Be sure to arrive at the theater on time. This film's spectacular opening sequence is animation at its most monumental, a ride as thrilling as any roller coaster. After that, the Disney feature settles into a rather middling story with merely standard visuals.

The voices are well cast. Bob Newhart and Eva (the Benign) Gabor have the leads, as they did in the 1977 original. They are joined by a colorful ensemble that includes John Candy, Tristan (General Hospital) Rogers and George C. Scott as the villainous Percival McLcach.

The film nonetheless wouldn't be quite worth the price of admission if it weren't for the fact that it is being shown accompanied by an animated version of Mark Twain's The Prince and the Pauper.

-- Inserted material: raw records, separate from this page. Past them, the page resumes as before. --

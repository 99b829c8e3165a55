use std::cmp::Ordering;

use tracing::{debug, trace};

use crate::error::{Result, SweepError, TopologyError};
use crate::math::orient_2d::sweep_order;
use crate::math::{Point2, TOLERANCE};
use crate::topology::{FaceId, HalfEdgeId, Mesh, VertexId, VertexKind};

use super::classify::classify_vertices;
use super::sweep_status::{StatusEdge, SweepStatus};

/// One vertex of the polygon as met by the sweep.
#[derive(Debug, Clone, Copy)]
struct Event {
    vertex: VertexId,
    index: usize,
    point: Point2,
    kind: VertexKind,
    /// Polygon edge leaving the vertex.
    outgoing: HalfEdgeId,
    /// Polygon edge arriving at the vertex.
    incoming: HalfEdgeId,
    /// Far endpoint of `outgoing`.
    next_point: Point2,
}

/// Partitions a simple polygon face into y-monotone faces.
///
/// Classic plane sweep from top to bottom: every split and merge vertex is
/// resolved by a diagonal to the helper of the edge left of it, and each
/// diagonal is realised with [`Mesh::split_face`].
pub struct MakeMonotone {
    face: FaceId,
    tolerance: f64,
}

impl MakeMonotone {
    /// Creates a new `MakeMonotone` operation.
    #[must_use]
    pub fn new(face: FaceId) -> Self {
        Self {
            face,
            tolerance: TOLERANCE,
        }
    }

    /// Sets the comparison tolerance.
    #[must_use]
    pub fn with_tolerance(mut self, tolerance: f64) -> Self {
        self.tolerance = tolerance;
        self
    }

    /// Executes the sweep, returning every face the polygon was split into
    /// (the input face included).
    ///
    /// # Errors
    ///
    /// Returns a [`SweepError`] if the vertex order is ambiguous or the
    /// status structure is missing an edge the sweep requires.
    pub fn execute(&self, mesh: &mut Mesh) -> Result<Vec<FaceId>> {
        classify_vertices(mesh, self.face, self.tolerance)?;
        let events = self.collect_events(mesh)?;

        let mut faces = vec![self.face];
        let mut status = SweepStatus::new(self.tolerance);

        for event in &events {
            trace!(vertex = event.index, kind = ?event.kind, "sweep event");
            match event.kind {
                VertexKind::Start => insert_edge(&mut status, event),
                VertexKind::End => {
                    self.close_edge(mesh, &mut status, event, &mut faces)?;
                }
                VertexKind::Split => {
                    let left = status
                        .left_of(&event.point)
                        .ok_or(SweepError::MissingEdge { vertex: event.index })?;
                    let helper = left.helper;
                    left.helper = event.vertex;
                    self.add_diagonal(mesh, event.vertex, helper, &mut faces)?;
                    insert_edge(&mut status, event);
                }
                VertexKind::Merge => {
                    self.close_edge(mesh, &mut status, event, &mut faces)?;
                    self.update_left_helper(mesh, &mut status, event, &mut faces)?;
                }
                VertexKind::RegularLeft => {
                    self.close_edge(mesh, &mut status, event, &mut faces)?;
                    insert_edge(&mut status, event);
                }
                VertexKind::RegularRight => {
                    self.update_left_helper(mesh, &mut status, event, &mut faces)?;
                }
            }
        }

        debug!(
            vertices = events.len(),
            diagonals = faces.len() - 1,
            "partitioned polygon into monotone faces"
        );
        debug_assert!(mesh.validate().is_ok());
        Ok(faces)
    }

    /// Gathers the classified vertices of the face in sweep order.
    fn collect_events(&self, mesh: &Mesh) -> Result<Vec<Event>> {
        let mut events = Vec::new();
        for outgoing in mesh.boundary(self.face)? {
            let vertex = mesh.origin(outgoing)?;
            let data = mesh.vertex(vertex)?;
            let kind = data
                .kind
                .ok_or_else(|| TopologyError::InvalidTopology("vertex not classified".into()))?;
            events.push(Event {
                vertex,
                index: data.index,
                point: data.point,
                kind,
                outgoing,
                incoming: mesh.prev(outgoing)?,
                next_point: mesh.point(mesh.destination(outgoing)?)?,
            });
        }

        events.sort_by(|a, b| {
            sweep_order(&a.point, &b.point, self.tolerance).then(a.index.cmp(&b.index))
        });
        for pair in events.windows(2) {
            if sweep_order(&pair[0].point, &pair[1].point, self.tolerance) == Ordering::Equal {
                return Err(SweepError::AmbiguousOrder {
                    first: pair[0].index,
                    second: pair[1].index,
                }
                .into());
            }
        }
        Ok(events)
    }

    /// Takes the edge ending at `event` off the sweep line, connecting a
    /// pending merge helper first.
    fn close_edge(
        &self,
        mesh: &mut Mesh,
        status: &mut SweepStatus,
        event: &Event,
        faces: &mut Vec<FaceId>,
    ) -> Result<()> {
        let closed = status
            .remove(event.incoming)
            .ok_or(SweepError::MissingEdge { vertex: event.index })?;
        if is_merge(mesh, closed.helper)? {
            self.add_diagonal(mesh, event.vertex, closed.helper, faces)?;
        }
        Ok(())
    }

    /// Makes `event` the helper of the edge to its left, connecting a
    /// pending merge helper first.
    fn update_left_helper(
        &self,
        mesh: &mut Mesh,
        status: &mut SweepStatus,
        event: &Event,
        faces: &mut Vec<FaceId>,
    ) -> Result<()> {
        let left = status
            .left_of(&event.point)
            .ok_or(SweepError::MissingEdge { vertex: event.index })?;
        let helper = left.helper;
        left.helper = event.vertex;
        if is_merge(mesh, helper)? {
            self.add_diagonal(mesh, event.vertex, helper, faces)?;
        }
        Ok(())
    }

    fn add_diagonal(
        &self,
        mesh: &mut Mesh,
        from: VertexId,
        to: VertexId,
        faces: &mut Vec<FaceId>,
    ) -> Result<()> {
        faces.push(mesh.insert_diagonal(from, to, self.tolerance)?);
        Ok(())
    }
}

/// Puts the edge leaving `event` on the sweep line with the event as helper.
fn insert_edge(status: &mut SweepStatus, event: &Event) {
    status.insert(StatusEdge::new(
        event.outgoing,
        event.point,
        event.next_point,
        event.vertex,
    ));
}

fn is_merge(mesh: &Mesh, vertex: VertexId) -> Result<bool> {
    Ok(mesh.vertex(vertex)?.kind == Some(VertexKind::Merge))
}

It's the first feature in almost a decade for Mickey Mouse, and it presents him with a challenging double role. He's also called upon to warble a tune. The supporting cast includes Goofy, Pluto and Donald Duck, who would seem to be no longer regarded as a leading fowl by the Disney organization.

At one point the Prince tells his pauperish proxy that the art of governing can be boiled down to judicious use of two key sentences: "That's a splendid idea; I'm glad I thought of it" and "Guards, seize him!" With minor revisions, that still makes for an effective management strategy.

There is one unexpected heinous aspect to this double feature: It includes a built-in 10-minute intermission during which familiar cartoon characters appear onscreen to shill for the concession stand. That's a commercial cheap shot and unworthy of the Disney tradition. (G)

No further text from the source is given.